I'm adding the definition and context of each concept below:

A functor $G:\mathbf{Aff}^{op}\to\mathbf{Set}$ from the opposite category of affine schemes to the category of sets is called a presheaf. Given an affine scheme $X$, for any open subscheme $U$, one can consider the map $U\mapsto G(U)$. We say that $G$ is a sheaf when this map is always a sheaf in the usual sense.

Since there exist an equivalence of categories $F:\mathbf{Aff}^{op}\to\mathbf{Ring}$ between the category of affine schmes and the category of rings, that also defines an equivalence $\mathbf{Hom(Aff^{op},Set)}\cong\mathbf{Hom(Ring,Set)}$. Hece we can define a sheaf on the category of rings as a (covariant) functor $\mathbf{Ring}\to\mathbf{Set}$ whose image under the previous equivalence is a sheaf in the sense defined earlier.

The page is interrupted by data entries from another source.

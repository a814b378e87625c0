//! CLI command implementations
//!
//! Each command prints exactly one JSON envelope on success. Failures are
//! returned to the caller, which prints the error envelope.

use std::path::Path;

use serde_json::json;

use crate::executor::{execute, QueryKind};

use super::args::Command;
use super::config::Config;
use super::errors::{CliError, CliResult};
use super::io::write_response;

/// Main CLI entry point
///
/// Parses arguments and dispatches to the appropriate command.
/// This is the only function that main.rs should call.
pub fn run() -> CliResult<()> {
    let cli = super::args::Cli::parse_args();
    run_command(cli.command)
}

/// Run the appropriate command based on CLI args
pub fn run_command(cmd: Command) -> CliResult<()> {
    match cmd {
        Command::Ingest { config } => ingest(&config),
        Command::Query { id, config } => query(&config, &id),
        Command::Queries => queries(),
        Command::Inspect { config } => inspect(&config),
    }
}

/// Rebuild the store and print the ingestion report
pub fn ingest(config_path: &Path) -> CliResult<()> {
    let config = Config::load(config_path)?;
    let report = config
        .ingestor()
        .ingest(&config.sources, &config.lookup_path)?;
    write_response(serde_json::to_value(&report)?)
}

/// Run one registry query and print its result
pub fn query(config_path: &Path, id: &str) -> CliResult<()> {
    let kind: QueryKind = id.parse()?;
    let config = Config::load(config_path)?;
    let result = execute(kind, &config.store())?;
    write_response(serde_json::to_value(&result)?)
}

/// Print the query registry
pub fn queries() -> CliResult<()> {
    let listing: Vec<_> = QueryKind::ALL
        .iter()
        .map(|kind| {
            json!({
                "id": kind.id(),
                "description": kind.description(),
                "columns": kind.columns(),
            })
        })
        .collect();
    write_response(json!(listing))
}

/// Verify the store and print its table shapes
pub fn inspect(config_path: &Path) -> CliResult<()> {
    let config = Config::load(config_path)?;
    let store = config.store();
    let tables = store.inspect().map_err(|source| CliError::Inspect {
        path: store.path().to_path_buf(),
        source,
    })?;
    write_response(json!({
        "store_path": store.path(),
        "tables": tables,
    }))
}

Similarily we can define a sheaf on the category of schemes $\mathbf{Sch}$, but it turns out that the category of such sheaves is equivalent to that of sheaves on affine schemes. One can prove that, given an scheme $X$, the functor $h_X:Y\mapsto\mathrm{Hom}(Y,X)$ is a sheaf on $\mathbf{Sch}$, and since $h:X\mapsto h_X$ is fully faithful, we can identify the category of schemes with a subcategory of the sheaves on $\mathbf{Ring}$ by the previous equivalences.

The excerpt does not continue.